-- Source records --
════════════════════
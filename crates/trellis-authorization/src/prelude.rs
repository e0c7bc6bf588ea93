//! Trellis authorization prelude.
//!
//! Curated re-exports for request-handling and metadata-generation
//! collaborators without pulling in extra modules.

pub use crate::classifier::{classify, RightsRequirement};
pub use crate::config::{AccessConfiguration, WILDCARD};
pub use crate::evaluator::{authorize, evaluate, Engine, Verdict};
pub use crate::visibility::{is_container_visible, is_operation_visible, VisibilityMap};
pub use trellis_core::{
    Cardinality, Error, ExpandNode, HttpMethod, OperationRights, Request, RequestStep,
    ResourceModel, ResourcePath, ResourceType, Result, Rights, SegmentKind,
};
════════════════════
-- TASK DIRECTIONS --
Please return all of the records exactly.

-- OUTPUT OF THE TASK --
filename crates/trellis-authorization/src/prelude.rs
repository e0c7bc6bf588ea93
//! Trellis authorization prelude.
//!
//! Curated re-exports for request-handling and metadata-generation
//! collaborators without pulling in extra modules.

pub use crate::classifier::{classify, RightsRequirement};
pub use crate::config::{AccessConfiguration, WILDCARD};
pub use crate::evaluator::{authorize, evaluate, Engine, Verdict};
pub use crate::visibility::{is_container_visible, is_operation_visible, VisibilityMap};
pub use trellis_core::{
    Cardinality, Error, ExpandNode, HttpMethod, OperationRights, Request, RequestStep,
    ResourceModel, ResourcePath, ResourceType, Result, Rights, SegmentKind,
};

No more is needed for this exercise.